The Bangkok Airways ATR 72-600 seats 70 passengers across 1 cabin. Every row below is rated on legroom, location and distance from galleys and lavatories.
Verified by John McKeanLast verified 7 July 2026Single source
The Bangkok Airways ATR 72-600 carries 70 passengers across Economy only. Every seat is rated below, so you can see which have the legroom, the window alignment and the quiet — and which sit next to a galley or lavatory.
The seats rated best on this map are 1A, 1C, 1D, 1F. Look for 4 extra-legroom seats for the most room.
Seats rated avoid on this map are 18A, 18C, 18D, 18F, 19A, 19C. These are usually the back rows near the galley and lavatories, or middle seats with no window or aisle.
A short, low-altitude turboprop hop in a two-by-two cabin where every seat is a window or an aisle. Service stays in keeping with the airline's boutique habits, scaled to sectors that are often under an hour.
The front row, facing the bulkhead. The cost is a tray in the armrest and nothing at your feet during take-off, but the floor space itself is the most on the aircraft.

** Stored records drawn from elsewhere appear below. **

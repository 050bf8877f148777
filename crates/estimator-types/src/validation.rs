//! Configuration validation utilities.
//!
//! A small framework for validating the TOML tables that configure
//! pluggable implementations. Each implementation exposes a schema of
//! required and optional fields; the factory validates its configuration
//! table against the schema before construction.

use thiserror::Error;

/// Errors that can occur during configuration validation.
#[derive(Debug, Error)]
pub enum ValidationError {
	/// A required field is absent.
	#[error("Missing required field: {0}")]
	MissingField(String),
	/// A field is present but its value is rejected.
	#[error("Invalid value for field '{field}': {message}")]
	InvalidValue { field: String, message: String },
	/// A field has the wrong TOML type.
	#[error("Type mismatch for field '{field}': expected {expected}, got {actual}")]
	TypeMismatch {
		field: String,
		expected: String,
		actual: String,
	},
}

/// The expected type of a configuration field.
#[derive(Debug)]
pub enum FieldType {
	/// A string value.
	String,
	/// An integer value with optional inclusive bounds.
	Integer { min: Option<i64>, max: Option<i64> },
	/// A boolean value.
	Boolean,
}

/// Custom per-field validation beyond type checking.
pub type FieldValidator = Box<dyn Fn(&toml::Value) -> Result<(), String> + Send + Sync>;

/// One field in a configuration schema.
pub struct Field {
	pub name: String,
	pub field_type: FieldType,
	pub validator: Option<FieldValidator>,
}

impl std::fmt::Debug for Field {
	fn fmt(&self, f: &mut std::fmt::Formatter<'_>) -> std::fmt::Result {
		f.debug_struct("Field")
			.field("name", &self.name)
			.field("field_type", &self.field_type)
			.field("validator", &self.validator.is_some())
			.finish()
	}
}

impl Field {
	/// Creates a field with the given name and expected type.
	pub fn new(name: impl Into<String>, field_type: FieldType) -> Self {
		Self {
			name: name.into(),
			field_type,
			validator: None,
		}
	}

	/// Attaches a custom validator run after the type check.
	pub fn with_validator<F>(mut self, validator: F) -> Self
	where
		F: Fn(&toml::Value) -> Result<(), String> + Send + Sync + 'static,
	{
		self.validator = Some(Box::new(validator));
		self
	}
}

/// A validation schema: required fields that must be present and optional
/// fields that are checked only when present.
#[derive(Debug)]
pub struct Schema {
	pub required: Vec<Field>,
	pub optional: Vec<Field>,
}

impl Schema {
	/// Creates a schema from required and optional field lists.
	pub fn new(required: Vec<Field>, optional: Vec<Field>) -> Self {
		Self { required, optional }
	}

	/// Validates a TOML table against this schema.
	pub fn validate(&self, config: &toml::Value) -> Result<(), ValidationError> {
		let table = config
			.as_table()
			.ok_or_else(|| ValidationError::TypeMismatch {
				field: "root".to_string(),
				expected: "table".to_string(),
				actual: config.type_str().to_string(),
			})?;

		for field in &self.required {
			let value = table
				.get(&field.name)
				.ok_or_else(|| ValidationError::MissingField(field.name.clone()))?;
			check_field(field, value)?;
		}

		for field in &self.optional {
			if let Some(value) = table.get(&field.name) {
				check_field(field, value)?;
			}
		}

		Ok(())
	}
}

fn check_field(field: &Field, value: &toml::Value) -> Result<(), ValidationError> {
	match &field.field_type {
		FieldType::String => {
			if !value.is_str() {
				return Err(type_mismatch(&field.name, "string", value));
			}
		},
		FieldType::Integer { min, max } => {
			let int_val = value
				.as_integer()
				.ok_or_else(|| type_mismatch(&field.name, "integer", value))?;
			if min.is_some_and(|m| int_val < m) || max.is_some_and(|m| int_val > m) {
				return Err(ValidationError::InvalidValue {
					field: field.name.clone(),
					message: format!("Value {} is out of bounds", int_val),
				});
			}
		},
		FieldType::Boolean => {
			if !value.is_bool() {
				return Err(type_mismatch(&field.name, "boolean", value));
			}
		},
	}

	if let Some(validator) = &field.validator {
		validator(value).map_err(|message| ValidationError::InvalidValue {
			field: field.name.clone(),
			message,
		})?;
	}

	Ok(())
}

fn type_mismatch(field: &str, expected: &str, value: &toml::Value) -> ValidationError {
	ValidationError::TypeMismatch {
		field: field.to_string(),
		expected: expected.to_string(),
		actual: value.type_str().to_string(),
	}
}

/// A configuration schema that can validate TOML values.
///
/// Implementations return this from their factories so wiring code can
/// validate polymorphically without knowing the concrete backend.
pub trait ConfigSchema: Send + Sync {
	/// Validates a TOML configuration value against this schema.
	fn validate(&self, config: &toml::Value) -> Result<(), ValidationError>;
}
//! Boundary value union for the estimation service.
//!
//! Contract state and contract return values cross three boundaries: the
//! state driver, the execution engine, and the JSON wire protocol. This
//! module models the closed set of value kinds that may cross those
//! boundaries as a single tagged union, with an explicit `Opaque` fallback
//! carrying a safe textual form for anything the engine produces that has
//! no native encoding.
//!
//! At rest (and in kwargs), decimals and timestamps use the chain's
//! canonical tagged encodings: `{"__fixed__": "<digits>"}` and
//! `{"__time__": [year, month, day, hour, minute, second, microsecond]}`.
//! The result formatter converts these into plain strings before anything
//! reaches the wire.

use chrono::{DateTime, Datelike, NaiveDate, Timelike, Utc};
use rust_decimal::prelude::ToPrimitive;
use rust_decimal::Decimal;
use serde::{Deserialize, Deserializer, Serialize, Serializer};
use serde_json::Value;
use std::collections::BTreeMap;
use std::fmt;

/// Tag key for the canonical fixed-point decimal encoding.
pub const FIXED_TAG: &str = "__fixed__";
/// Tag key for the canonical timestamp encoding.
pub const TIME_TAG: &str = "__time__";

/// A value stored in chain state or produced by a contract call.
///
/// The variants are the finite set of "boundary-crossable" kinds the
/// execution engine can produce. `Opaque` is the explicit fallback for
/// unencodable values and carries their textual representation.
#[derive(Debug, Clone, PartialEq)]
pub enum StateValue {
	/// The absent / null value.
	Null,
	/// A boolean.
	Bool(bool),
	/// A signed integer.
	Int(i64),
	/// A fixed-point decimal.
	Decimal(Decimal),
	/// A UTF-8 string.
	Text(String),
	/// A point in time, second + microsecond precision.
	Timestamp(DateTime<Utc>),
	/// An ordered sequence of values.
	List(Vec<StateValue>),
	/// A key-ordered mapping of string keys to values.
	Map(BTreeMap<String, StateValue>),
	/// An unencodable value, represented only by its textual form.
	Opaque(String),
}

impl StateValue {
	/// Converts the value into its canonical JSON form.
	///
	/// Decimals and timestamps use the tagged `__fixed__` / `__time__`
	/// encodings so they survive a round trip through storage; opaque
	/// values degrade to their textual form.
	pub fn to_canonical_json(&self) -> Value {
		match self {
			StateValue::Null => Value::Null,
			StateValue::Bool(b) => Value::Bool(*b),
			StateValue::Int(i) => Value::from(*i),
			StateValue::Decimal(d) => {
				serde_json::json!({ FIXED_TAG: d.to_string() })
			},
			StateValue::Text(s) => Value::String(s.clone()),
			StateValue::Timestamp(t) => {
				serde_json::json!({
					TIME_TAG: [
						i64::from(t.year()),
						i64::from(t.month()),
						i64::from(t.day()),
						i64::from(t.hour()),
						i64::from(t.minute()),
						i64::from(t.second()),
						i64::from(t.nanosecond() / 1_000),
					]
				})
			},
			StateValue::List(items) => {
				Value::Array(items.iter().map(StateValue::to_canonical_json).collect())
			},
			StateValue::Map(map) => Value::Object(
				map.iter()
					.map(|(k, v)| (k.clone(), v.to_canonical_json()))
					.collect(),
			),
			StateValue::Opaque(s) => Value::String(s.clone()),
		}
	}

	/// Builds a value from its canonical JSON form.
	///
	/// Recognizes the tagged decimal and timestamp encodings; any JSON
	/// number that does not fit an `i64` becomes a `Decimal`, and a number
	/// no decimal can represent degrades to `Opaque`.
	pub fn from_canonical_json(value: Value) -> StateValue {
		match value {
			Value::Null => StateValue::Null,
			Value::Bool(b) => StateValue::Bool(b),
			Value::Number(n) => {
				if let Some(i) = n.as_i64() {
					StateValue::Int(i)
				} else {
					let text = n.to_string();
					text.parse::<Decimal>()
						.or_else(|_| Decimal::from_scientific(&text))
						.map(StateValue::Decimal)
						.unwrap_or(StateValue::Opaque(text))
				}
			},
			Value::String(s) => StateValue::Text(s),
			Value::Array(items) => StateValue::List(
				items
					.into_iter()
					.map(StateValue::from_canonical_json)
					.collect(),
			),
			Value::Object(map) => Self::from_canonical_object(map),
		}
	}

	fn from_canonical_object(map: serde_json::Map<String, Value>) -> StateValue {
		if map.len() == 1 {
			if let Some(Value::String(raw)) = map.get(FIXED_TAG) {
				return raw
					.parse::<Decimal>()
					.map(StateValue::Decimal)
					.unwrap_or_else(|_| StateValue::Text(raw.clone()));
			}
			if let Some(Value::Array(parts)) = map.get(TIME_TAG) {
				if let Some(ts) = timestamp_from_parts(parts) {
					return StateValue::Timestamp(ts);
				}
			}
		}
		StateValue::Map(
			map.into_iter()
				.map(|(k, v)| (k, StateValue::from_canonical_json(v)))
				.collect(),
		)
	}

	/// Coerces an integer-like value down to `i64`.
	///
	/// Decimals are truncated toward zero, matching how chain singletons
	/// such as the block height are read.
	pub fn as_integer(&self) -> Option<i64> {
		match self {
			StateValue::Int(i) => Some(*i),
			StateValue::Decimal(d) => d.trunc().to_i64(),
			_ => None,
		}
	}

	/// Returns the text content of `Text` values.
	pub fn as_text(&self) -> Option<&str> {
		match self {
			StateValue::Text(s) => Some(s),
			_ => None,
		}
	}
}

/// Reconstructs a timestamp from the canonical seven-component list.
fn timestamp_from_parts(parts: &[Value]) -> Option<DateTime<Utc>> {
	if parts.len() != 7 {
		return None;
	}
	let mut nums = parts.iter().map(Value::as_i64);
	let year = nums.next()??;
	let month = u32::try_from(nums.next()??).ok()?;
	let day = u32::try_from(nums.next()??).ok()?;
	let hour = u32::try_from(nums.next()??).ok()?;
	let minute = u32::try_from(nums.next()??).ok()?;
	let second = u32::try_from(nums.next()??).ok()?;
	let micro = u32::try_from(nums.next()??).ok()?;

	let date = NaiveDate::from_ymd_opt(i32::try_from(year).ok()?, month, day)?;
	let time = date.and_hms_micro_opt(hour, minute, second, micro)?;
	Some(time.and_utc())
}

impl Serialize for StateValue {
	fn serialize<S: Serializer>(&self, serializer: S) -> Result<S::Ok, S::Error> {
		self.to_canonical_json().serialize(serializer)
	}
}

impl<'de> Deserialize<'de> for StateValue {
	fn deserialize<D: Deserializer<'de>>(deserializer: D) -> Result<Self, D::Error> {
		let value = Value::deserialize(deserializer)?;
		Ok(StateValue::from_canonical_json(value))
	}
}

impl fmt::Display for StateValue {
	/// Renders the textual form used by the safe result representation.
	fn fmt(&self, f: &mut fmt::Formatter<'_>) -> fmt::Result {
		match self {
			StateValue::Null => write!(f, "null"),
			StateValue::Bool(b) => write!(f, "{}", b),
			StateValue::Int(i) => write!(f, "{}", i),
			StateValue::Decimal(d) => write!(f, "{}", d),
			StateValue::Text(s) => write!(f, "{}", s),
			StateValue::Timestamp(t) => write!(f, "{}", t.to_rfc3339()),
			StateValue::List(items) => {
				write!(f, "[")?;
				for (i, item) in items.iter().enumerate() {
					if i > 0 {
						write!(f, ", ")?;
					}
					write!(f, "{}", item)?;
				}
				write!(f, "]")
			},
			StateValue::Map(map) => {
				write!(f, "{{")?;
				for (i, (k, v)) in map.iter().enumerate() {
					if i > 0 {
						write!(f, ", ")?;
					}
					write!(f, "{}: {}", k, v)?;
				}
				write!(f, "}}")
			},
			StateValue::Opaque(s) => write!(f, "{}", s),
		}
	}
}

impl From<i64> for StateValue {
	fn from(value: i64) -> Self {
		StateValue::Int(value)
	}
}

impl From<&str> for StateValue {
	fn from(value: &str) -> Self {
		StateValue::Text(value.to_string())
	}
}

impl From<Decimal> for StateValue {
	fn from(value: Decimal) -> Self {
		StateValue::Decimal(value)
	}
}
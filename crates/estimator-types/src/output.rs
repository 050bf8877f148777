//! Execution and response output types.

use crate::transaction::Transaction;
use crate::value::StateValue;
use serde::{Deserialize, Serialize};
use serde_json::Value;
use std::collections::BTreeMap;

/// Normalized output of one engine invocation.
///
/// `writes` are proposed state changes only; nothing here has been
/// committed. The map keeps keys in lexicographic order, which is the
/// order the response reports them in.
#[derive(Debug, Clone, PartialEq)]
pub struct ExecutionOutput {
	/// Engine status code; zero is success, anything else is a
	/// contract-level failure reported as normal output.
	pub status_code: u64,
	/// Proposed state writes, keyed by state key.
	pub writes: BTreeMap<String, StateValue>,
	/// Stamps the call consumed under metering.
	pub stamps_used: u64,
	/// The contract call's return value.
	pub result: StateValue,
}

/// One proposed state write in a response, already in wire form.
#[derive(Debug, Clone, Serialize, Deserialize, PartialEq)]
pub struct StateWrite {
	/// The state key the contract would write.
	pub key: String,
	/// The proposed value, encoded to native JSON.
	pub value: Value,
}

/// The response payload for one estimation request.
///
/// Every field is JSON-native by the time this structure exists; the
/// result formatter guarantees there are no decimals, timestamps, or
/// opaque objects left anywhere in it.
#[derive(Debug, Clone, Serialize, Deserialize, PartialEq)]
pub struct TxOutput {
	/// The transaction as submitted, echoed back.
	pub transaction: Transaction,
	/// Engine status code.
	pub status: u64,
	/// Proposed state writes in deterministic key order.
	pub state: Vec<StateWrite>,
	/// Stamps the call consumed.
	pub stamps_used: u64,
	/// Safe textual form of the return value, if one could be produced.
	pub result: Option<String>,
}
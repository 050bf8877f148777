//! Transaction request types.
//!
//! A transaction is the request payload a client submits for estimation.
//! Beyond the fields the execution pipeline needs, it is treated as opaque:
//! unknown fields are captured and echoed back so the engine can see them.

use serde::{Deserialize, Serialize};
use serde_json::{Map, Value};

/// A candidate transaction submitted for stamp estimation.
#[derive(Debug, Clone, Serialize, Deserialize, PartialEq)]
pub struct Transaction {
	/// The contract call the transaction performs.
	pub payload: TransactionPayload,
	/// Signature and other envelope metadata.
	pub metadata: TransactionMetadata,
}

/// The contract call carried by a transaction.
#[derive(Debug, Clone, Serialize, Deserialize, PartialEq)]
pub struct TransactionPayload {
	/// Address of the account submitting the transaction.
	pub sender: String,
	/// Name of the contract to call.
	pub contract: String,
	/// Name of the function to invoke on the contract.
	pub function: String,
	/// Keyword arguments for the function, in canonical JSON form.
	#[serde(default)]
	pub kwargs: Map<String, Value>,
	/// Stamps the sender attached; estimation computes its own budget.
	#[serde(skip_serializing_if = "Option::is_none")]
	pub stamps_supplied: Option<u64>,
	/// Fields the estimator does not interpret, preserved verbatim.
	#[serde(flatten)]
	pub extra: Map<String, Value>,
}

/// Envelope metadata attached to a transaction.
#[derive(Debug, Clone, Serialize, Deserialize, PartialEq)]
pub struct TransactionMetadata {
	/// Signature over the payload.
	pub signature: String,
	/// Fields the estimator does not interpret, preserved verbatim.
	#[serde(flatten)]
	pub extra: Map<String, Value>,
}
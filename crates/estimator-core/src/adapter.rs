//! Execution adapter.
//!
//! Bridges a parsed transaction onto the execution engine with the
//! sandbox settings estimation requires: metering on, the stamp-purchase
//! balance check bypassed, no read caching, no auto-commit, and a stamp
//! budget far above anything a real wallet would fund so the estimate is
//! never clipped by affordability.
//!
//! Whatever the engine does, the driver's write cache is flushed before
//! the adapter returns. That unconditional flush is the sandbox
//! guarantee: no estimation can leave a durable write behind.

use estimator_execution::{ContractCall, ExecutionError, ExecutionInterface, ExecutionSettings};
use estimator_storage::StateDriver;
use estimator_types::{ExecutionEnvironment, ExecutionOutput, StateValue, Transaction};

/// Surrogate wallet balance used to compute the stamp budget.
pub const FIXED_BALANCE: u64 = 9_999_999;

/// Runs one transaction against the engine under estimation settings.
pub async fn run(
	engine: &dyn ExecutionInterface,
	driver: &dyn StateDriver,
	transaction: &Transaction,
	environment: &ExecutionEnvironment,
	stamp_cost: u64,
) -> Result<ExecutionOutput, ExecutionError> {
	let call = ContractCall {
		sender: transaction.payload.sender.clone(),
		contract: transaction.payload.contract.clone(),
		function: transaction.payload.function.clone(),
		kwargs: transaction
			.payload
			.kwargs
			.iter()
			.map(|(k, v)| (k.clone(), StateValue::from_canonical_json(v.clone())))
			.collect(),
	};
	let settings = ExecutionSettings {
		stamps_budget: FIXED_BALANCE.saturating_mul(stamp_cost),
		stamp_cost,
		metering: true,
		bypass_balance: true,
		bypass_cache: true,
		auto_commit: false,
	};

	let executed = engine.execute(driver, &call, environment, &settings).await;
	// The flush must happen even when the engine faulted
	let flushed = driver.flush_cache().await;

	let output = executed?;
	flushed?;
	Ok(output)
}

#[cfg(test)]
mod tests {
	use super::*;
	use crate::environment;
	use estimator_storage::implementations::memory::MemoryBackend;
	use estimator_storage::StateBackend;
	use estimator_execution::implementations::native::NativeEngine;

	fn transfer_transaction(amount: i64) -> Transaction {
		serde_json::from_value(serde_json::json!({
			"payload": {
				"sender": "bob",
				"contract": "currency",
				"function": "transfer",
				"kwargs": { "to": "alice", "amount": amount }
			},
			"metadata": { "signature": "sig" }
		}))
		.unwrap()
	}

	async fn seeded_backend() -> MemoryBackend {
		let backend = MemoryBackend::new();
		let driver = backend.driver();
		driver
			.set("currency.balances:bob", StateValue::Int(100))
			.await
			.unwrap();
		driver.commit().await.unwrap();
		backend
	}

	#[tokio::test]
	async fn test_run_reports_writes_without_committing() {
		let backend = seeded_backend().await;
		let engine = NativeEngine::new();

		let driver = backend.driver();
		let output = run(
			&engine,
			&*driver,
			&transfer_transaction(50),
			&environment::generate(),
			20,
		)
		.await
		.unwrap();

		assert_eq!(output.status_code, 0);
		assert_eq!(output.writes.len(), 2);
		// The backing store must still hold the original balance
		assert_eq!(
			backend
				.driver()
				.get("currency.balances:bob")
				.await
				.unwrap(),
			Some(StateValue::Int(100))
		);
	}

	#[tokio::test]
	async fn test_repeated_runs_never_mutate_durable_state() {
		let backend = seeded_backend().await;
		let engine = NativeEngine::new();

		for _ in 0..5 {
			let driver = backend.driver();
			run(
				&engine,
				&*driver,
				&transfer_transaction(50),
				&environment::generate(),
				20,
			)
			.await
			.unwrap();
		}

		assert_eq!(
			backend
				.driver()
				.get("currency.balances:bob")
				.await
				.unwrap(),
			Some(StateValue::Int(100))
		);
		assert_eq!(
			backend
				.driver()
				.get("currency.balances:alice")
				.await
				.unwrap(),
			None
		);
	}

	#[tokio::test]
	async fn test_budget_scales_with_stamp_cost() {
		let backend = seeded_backend().await;
		let engine = NativeEngine::new();

		let driver = backend.driver();
		let output = run(
			&engine,
			&*driver,
			&transfer_transaction(50),
			&environment::generate(),
			40,
		)
		.await
		.unwrap();

		// A generous budget means a simple transfer never exhausts it
		assert_eq!(output.status_code, 0);
		assert!(output.stamps_used < FIXED_BALANCE * 40);
	}
}
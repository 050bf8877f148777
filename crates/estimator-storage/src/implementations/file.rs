//! File-based storage backend.
//!
//! Stores each state key as one JSON document under a root directory,
//! providing simple persistence without external dependencies. Key names
//! are hex-encoded into file names so arbitrary key characters survive
//! the filesystem. Driver handles share the directory but keep private
//! write caches; only `commit` touches disk.

use crate::{contract_code_key, StateBackend, StateDriver, StorageError};
use async_trait::async_trait;
use estimator_types::{ConfigSchema, Field, FieldType, Schema, StateValue, ValidationError};
use std::collections::BTreeMap;
use std::path::{Path, PathBuf};
use std::sync::Arc;
use tokio::fs;
use tokio::sync::RwLock;

const VALUE_EXTENSION: &str = "json";

/// File-backed backing store rooted at a directory.
pub struct FileBackend {
	root: PathBuf,
}

impl FileBackend {
	/// Creates a backend rooted at the given directory, creating it if
	/// necessary.
	pub fn new(root: impl Into<PathBuf>) -> Result<Self, StorageError> {
		let root = root.into();
		std::fs::create_dir_all(&root)
			.map_err(|e| StorageError::Backend(format!("Failed to create {:?}: {}", root, e)))?;
		Ok(Self { root })
	}
}

impl StateBackend for FileBackend {
	fn driver(&self) -> Box<dyn StateDriver> {
		Box::new(FileDriver {
			root: self.root.clone(),
			cache: RwLock::new(BTreeMap::new()),
		})
	}

	fn config_schema(&self) -> Box<dyn ConfigSchema> {
		Box::new(FileBackendSchema)
	}
}

/// A driver handle over the shared storage directory.
pub struct FileDriver {
	root: PathBuf,
	cache: RwLock<BTreeMap<String, StateValue>>,
}

impl FileDriver {
	fn value_path(&self, key: &str) -> PathBuf {
		self.root
			.join(format!("{}.{}", hex::encode(key), VALUE_EXTENSION))
	}
}

/// Recovers a state key from an on-disk file name.
fn key_from_file_name(path: &Path) -> Option<String> {
	let stem = path.file_stem()?.to_str()?;
	if path.extension()?.to_str()? != VALUE_EXTENSION {
		return None;
	}
	let bytes = hex::decode(stem).ok()?;
	String::from_utf8(bytes).ok()
}

#[async_trait]
impl StateDriver for FileDriver {
	async fn get(&self, key: &str) -> Result<Option<StateValue>, StorageError> {
		if let Some(value) = self.cache.read().await.get(key) {
			return Ok(Some(value.clone()));
		}
		match fs::read(self.value_path(key)).await {
			Ok(bytes) => serde_json::from_slice(&bytes)
				.map(Some)
				.map_err(|e| StorageError::Serialization(e.to_string())),
			Err(e) if e.kind() == std::io::ErrorKind::NotFound => Ok(None),
			Err(e) => Err(StorageError::Backend(e.to_string())),
		}
	}

	async fn set(&self, key: &str, value: StateValue) -> Result<(), StorageError> {
		self.cache.write().await.insert(key.to_string(), value);
		Ok(())
	}

	async fn keys(&self, prefix: &str) -> Result<Vec<String>, StorageError> {
		let mut keys: Vec<String> = Vec::new();
		let mut entries = fs::read_dir(&self.root)
			.await
			.map_err(|e| StorageError::Backend(e.to_string()))?;
		while let Some(entry) = entries
			.next_entry()
			.await
			.map_err(|e| StorageError::Backend(e.to_string()))?
		{
			if let Some(key) = key_from_file_name(&entry.path()) {
				if key.starts_with(prefix) {
					keys.push(key);
				}
			}
		}
		keys.extend(
			self.cache
				.read()
				.await
				.keys()
				.filter(|k| k.starts_with(prefix))
				.cloned(),
		);
		keys.sort();
		keys.dedup();
		Ok(keys)
	}

	async fn get_contract(&self, name: &str) -> Result<Option<String>, StorageError> {
		let value = self.get(&contract_code_key(name)).await?;
		Ok(value.and_then(|v| v.as_text().map(str::to_string)))
	}

	async fn flush_cache(&self) -> Result<(), StorageError> {
		self.cache.write().await.clear();
		Ok(())
	}

	async fn commit(&self) -> Result<(), StorageError> {
		let staged = std::mem::take(&mut *self.cache.write().await);
		for (key, value) in staged {
			let bytes = serde_json::to_vec(&value)
				.map_err(|e| StorageError::Serialization(e.to_string()))?;
			fs::write(self.value_path(&key), bytes)
				.await
				.map_err(|e| StorageError::Backend(e.to_string()))?;
		}
		Ok(())
	}
}

/// Configuration schema for the file backend.
pub struct FileBackendSchema;

impl ConfigSchema for FileBackendSchema {
	fn validate(&self, config: &toml::Value) -> Result<(), ValidationError> {
		Schema::new(
			vec![
				Field::new("path", FieldType::String).with_validator(|v| {
					if v.as_str().is_some_and(|s| s.is_empty()) {
						Err("storage path must not be empty".to_string())
					} else {
						Ok(())
					}
				}),
			],
			vec![],
		)
		.validate(config)
	}
}

/// Factory function to create a file backend from configuration.
///
/// Configuration parameters:
/// - `path`: directory the state files live under
pub fn create_backend(config: &toml::Value) -> Result<Arc<dyn StateBackend>, StorageError> {
	FileBackendSchema
		.validate(config)
		.map_err(|e| StorageError::Configuration(e.to_string()))?;
	let path = config
		.get("path")
		.and_then(|v| v.as_str())
		.ok_or_else(|| StorageError::Configuration("Missing 'path'".to_string()))?;
	Ok(Arc::new(FileBackend::new(path)?))
}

Depends what you value. The rear boards and exits first through the aircraft's back door; the front has the legroom, less lavatory traffic and a longer walk out. The seat beside the rear lavatory is the one to trade away.
Bangkok Airways letters its ATR with window and aisle codes borrowed from its Airbus jets, so four seats across use non-consecutive letters. Nothing is missing; the lettering keeps windows and aisles consistent across the fleet.